Based on the parameters of President Trump’s April 2017 Executive Order Secretary Zinke announced in the Federal Register that his review would include 27 different land and marine monuments.
The letter sent today is consistent with the Executive Order and recommends the revision, and in some cases, rescission of national monuments unilaterally designated by presidents in the last 20 years that are larger than 100,000 acres and/or that lacked public outreach and coordination with relevant stakeholders.
By going back to the drawing board and coordinating with state and local stakeholders, President Trump has an excellent opportunity to ensure communities are not harmed by the executive overreach of previous presidents and that these designations follow the spirit and letter of the law.
This letter emphasizes the extent to which the signer’s consensus on monuments is that they must be statutorily compliant – i.e. in keeping with the “smallest area compatible with proper care and management of the objects” clause of the Antiquities Act, and that they must be of demonstrated scientific or historic interest. As such, the parameters forming this consensus necessarily demand the shrinking or rescission of a majority of the monuments under review.
The president’s authority to set aside land for monuments and national parks is derived from the outdated Antiquities Act of 1906, which was intended by Congress to be used to protect prehistoric Indian ruins and artifacts on federal lands in the West. More than one hundred years later, the original intent of this law, which included language to limit these designations to “the smallest area compatible with proper care and management of the objects,” has been misused to the point of abuse. Compared to early application of the Antiquities Act, where the average size of a national monument was merely 422 acres, in recent years it became commonplace for a monument to exceed a million acres in size.
President Obama exceeded the intent of the Antiquities Act more than any other president in the history of the United States. With designations including the 1.35 million acre Bears Ears National Monument in Utah and the 300,000 acre Gold Butte National Monument in Nevada, President Obama designated or expanded 34 national monuments, more than any other president in history. These unilateral declarations locked-up 553,555,000 million acres of land and water.
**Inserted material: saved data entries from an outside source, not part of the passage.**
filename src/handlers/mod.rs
pub mod admin;
pub mod public;
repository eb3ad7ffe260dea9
use serde::{Deserialize, Serialize};

use crate::error::{AppError, Result, msg};

#[derive(Debug, Clone, Serialize, Deserialize)]
pub struct Admin {
    pub id: i64,
    pub username: String,
    pub created_at: i64,
    pub last_used_at: Option<i64>,
}

#[derive(Debug, Deserialize)]
pub struct CreateAdmin {
    pub username: String,
}

impl CreateAdmin {
    pub fn validate(&self) -> Result<()> {
        let username = self.username.trim();
        let valid = (3..=50).contains(&username.len())
            && username
                .chars()
                .all(|c| c.is_ascii_alphanumeric() || matches!(c, '-' | '_' | '.'));
        if !valid {
            return Err(AppError::BadRequest(msg::USERNAME_INVALID.into()));
        }
        Ok(())
    }
}

/// Returned once, at creation. The plaintext key is never stored.
#[derive(Debug, Serialize)]
pub struct AdminWithKey {
    #[serde(flatten)]
    pub admin: Admin,
    pub api_key: String,
}
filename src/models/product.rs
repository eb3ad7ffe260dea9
use serde::{Deserialize, Serialize};

use crate::error::{AppError, Result, msg};

use super::{deserialize_optional_nullable, is_http_url};

pub const PRODUCT_NAME_MAX_LEN: usize = 200;

#[derive(Debug, Clone, Serialize, Deserialize)]
pub struct Product {
    pub id: i64,
    pub name: String,
    pub description: Option<String>,
    pub download_link: String,
    pub image_url: Option<String>,
    pub created_at: i64,
    pub updated_at: i64,
}

/// What a buyer sees about a product after a successful claim. The download
/// link travels separately so it can only ever appear on success.
#[derive(Debug, Clone, PartialEq, Eq, Serialize, Deserialize)]
pub struct ClaimedProduct {
    pub id: i64,
    pub name: String,
    pub description: Option<String>,
    pub image_url: Option<String>,
}

impl From<&Product> for ClaimedProduct {
    fn from(product: &Product) -> Self {
        Self {
            id: product.id,
            name: product.name.clone(),
            description: product.description.clone(),
            image_url: product.image_url.clone(),
        }
    }
}

fn validate_name(name: &str) -> Result<()> {
    let name = name.trim();
    if name.is_empty() {
        return Err(AppError::BadRequest(msg::NAME_EMPTY.into()));
    }
    if name.chars().count() > PRODUCT_NAME_MAX_LEN {
        return Err(AppError::BadRequest(msg::NAME_TOO_LONG.into()));
    }
    Ok(())
}

fn validate_download_link(link: &str) -> Result<()> {
    if !is_http_url(link) {
        return Err(AppError::BadRequest(msg::DOWNLOAD_LINK_INVALID.into()));
    }
    Ok(())
}

fn validate_image_url(url: Option<&str>) -> Result<()> {
    if let Some(url) = url
        && !is_http_url(url)
    {
        return Err(AppError::BadRequest(msg::IMAGE_URL_INVALID.into()));
    }
    Ok(())
}

#[derive(Debug, Deserialize)]
pub struct CreateProduct {
    pub name: String,
    #[serde(default)]
    pub description: Option<String>,
    pub download_link: String,
    #[serde(default)]
    pub image_url: Option<String>,
}

impl CreateProduct {
    pub fn validate(&self) -> Result<()> {
        validate_name(&self.name)?;
        validate_download_link(&self.download_link)?;
        validate_image_url(self.image_url.as_deref())
    }
}

#[derive(Debug, Default, Deserialize)]
pub struct UpdateProduct {
    pub name: Option<String>,
    #[serde(default, deserialize_with = "deserialize_optional_nullable")]
    pub description: Option<Option<String>>,
    pub download_link: Option<String>,
    #[serde(default, deserialize_with = "deserialize_optional_nullable")]
    pub image_url: Option<Option<String>>,
}

impl UpdateProduct {
    pub fn validate(&self) -> Result<()> {
        if let Some(ref name) = self.name {
            validate_name(name)?;
        }
        if let Some(ref link) = self.download_link {
            validate_download_link(link)?;
        }
        if let Some(ref image_url) = self.image_url {
            validate_image_url(image_url.as_deref())?;
        }
        Ok(())
    }
}
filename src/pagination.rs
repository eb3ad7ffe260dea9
//! Pagination types for admin list endpoints.

use serde::{Deserialize, Serialize};

pub const DEFAULT_PAGE_SIZE: i64 = 50;
pub const MAX_PAGE_SIZE: i64 = 200;

/// Query parameters for paginated list endpoints.
#[derive(Debug, Deserialize, Default)]
pub struct PaginationQuery {
    /// Maximum number of items to return (default: 50, max: 200)
    #[serde(default)]
    pub limit: Option<i64>,
    /// Number of items to skip (default: 0)
    #[serde(default)]
    pub offset: Option<i64>,
}

impl PaginationQuery {
    pub fn limit(&self) -> i64 {
        self.limit.unwrap_or(DEFAULT_PAGE_SIZE).clamp(1, MAX_PAGE_SIZE)
    }

    pub fn offset(&self) -> i64 {
        self.offset.unwrap_or(0).max(0)
    }
}

/// Paginated response wrapper for list endpoints.
#[derive(Debug, Serialize)]
pub struct Paginated<T> {
    pub items: Vec<T>,
    /// Total number of matching items across all pages
    pub total: i64,
    pub limit: i64,
    pub offset: i64,
}

impl<T> Paginated<T> {
    pub fn new(items: Vec<T>, total: i64, limit: i64, offset: i64) -> Self {
        Self {
            items,
            total,
            limit,
            offset,
        }
    }
}
//! Hashing for admin API keys.
//!
//! Keys are shown once at creation and only their SHA-256 digest is stored.

use sha2::{Digest, Sha256};
use uuid::Uuid;

/// Visible prefix of every admin API key.
pub const API_KEY_PREFIX: &str = "cd_";

/// Hash a secret with a domain-separation prefix, hex encoded.
pub fn hash_secret(input: &str) -> String {
    let mut hasher = Sha256::new();
    hasher.update(b"claimdrop-v1:");
    hasher.update(input.as_bytes());
    hex::encode(hasher.finalize())
}

/// Generate an admin API key with the `cd_` prefix.
pub fn generate_api_key() -> String {
    format!("{}{}", API_KEY_PREFIX, Uuid::new_v4().simple())
}

/// Short, log-safe form of a key (prefix plus the first few characters).
pub fn key_hint(key: &str) -> String {
    let visible: String = key.chars().take(API_KEY_PREFIX.len() + 6).collect();
    format!("{}...", visible)
}
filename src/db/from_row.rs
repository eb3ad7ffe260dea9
//! Row mapping trait and helpers for reducing boilerplate in queries.

use rusqlite::{Connection, OptionalExtension, Row, ToSql};

use crate::models::*;

/// Parse a string column into an enum type, converting parse errors to rusqlite errors
/// instead of panicking on unexpected values.
fn parse_enum<T: std::str::FromStr>(row: &Row, col: usize, col_name: &str) -> rusqlite::Result<T> {
    row.get::<_, String>(col)?.parse::<T>().map_err(|_| {
        rusqlite::Error::InvalidColumnType(col, col_name.to_string(), rusqlite::types::Type::Text)
    })
}

/// Trait for constructing a type from a database row.
pub trait FromRow: Sized {
    fn from_row(row: &Row) -> rusqlite::Result<Self>;
}

/// Query for a single optional result.
pub fn query_one<T: FromRow>(
    conn: &Connection,
    sql: &str,
    params: &[&dyn ToSql],
) -> crate::error::Result<Option<T>> {
    conn.query_row(sql, params, T::from_row)
        .optional()
        .map_err(Into::into)
}

/// Query for multiple results.
pub fn query_all<T: FromRow>(
    conn: &Connection,
    sql: &str,
    params: &[&dyn ToSql],
) -> crate::error::Result<Vec<T>> {
    let mut stmt = conn.prepare(sql)?;
    let rows = stmt
        .query_map(params, T::from_row)?
        .collect::<std::result::Result<Vec<_>, _>>()?;
    Ok(rows)
}

// ============ SQL SELECT Constants ============

pub const PRODUCT_COLS: &str =
    "id, name, description, download_link, image_url, created_at, updated_at";

/// Product columns qualified with the `p` alias, for joins through order_products.
pub const PRODUCT_COLS_P: &str = "p.id, p.name, p.description, p.download_link, p.image_url, p.created_at, p.updated_at";

pub const ORDER_COLS: &str = "id, order_id, expires_at, one_time_use, claim_count, last_claimed_at, created_at, updated_at";

pub const ADMIN_COLS: &str = "id, username, created_at, last_used_at";

pub const AUDIT_LOG_COLS: &str = "id, timestamp, actor_type, actor_id, actor_name, action, resource_type, resource_id, details, ip_address, user_agent";

// ============ FromRow Implementations ============

impl FromRow for Product {
    fn from_row(row: &Row) -> rusqlite::Result<Self> {
        Ok(Product {
            id: row.get(0)?,
            name: row.get(1)?,
            description: row.get(2)?,
            download_link: row.get(3)?,
            image_url: row.get(4)?,
            created_at: row.get(5)?,
            updated_at: row.get(6)?,
        })
    }
}

impl FromRow for Order {
    fn from_row(row: &Row) -> rusqlite::Result<Self> {
        Ok(Order {
            id: row.get(0)?,
            order_id: row.get(1)?,
            expires_at: row.get(2)?,
            one_time_use: row.get::<_, i32>(3)? != 0,
            claim_count: row.get(4)?,
            last_claimed_at: row.get(5)?,
            created_at: row.get(6)?,
            updated_at: row.get(7)?,
        })
    }
}

impl FromRow for Admin {
    fn from_row(row: &Row) -> rusqlite::Result<Self> {
        Ok(Admin {
            id: row.get(0)?,
            username: row.get(1)?,
            created_at: row.get(2)?,
            last_used_at: row.get(3)?,
        })
    }
}

impl FromRow for AuditLog {
    fn from_row(row: &Row) -> rusqlite::Result<Self> {
        let details: Option<String> = row.get(8)?;
        Ok(AuditLog {
            id: row.get(0)?,
            timestamp: row.get(1)?,
            actor_type: parse_enum(row, 2, "actor_type")?,
            actor_id: row.get(3)?,
            actor_name: row.get(4)?,
            action: row.get(5)?,
            resource_type: row.get(6)?,
            resource_id: row.get(7)?,
            details: details.and_then(|d| serde_json::from_str(&d).ok()),
            ip_address: row.get(9)?,
            user_agent: row.get(10)?,
        })
    }
}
National monument designations under the Antiquities Act typically have significant consequences that negatively affect grazing rights, water rights, wildfire prevention and other land management activities. These declarations also result in some of the most restrictive land-use regulations possible and also greatly impact hunting, fishing, OHV and other recreational activities.
Unilateral designations that circumvent Congress typically result in devastating consequences for rural America and our future economic prosperity. For every new acre claimed for the federal government, there is an acre of private, economically-productive land lost. Such actions exacerbate challenges for local communities to fund public necessities like education and infrastructure, since lands added to the federal rolls can no longer be taxed.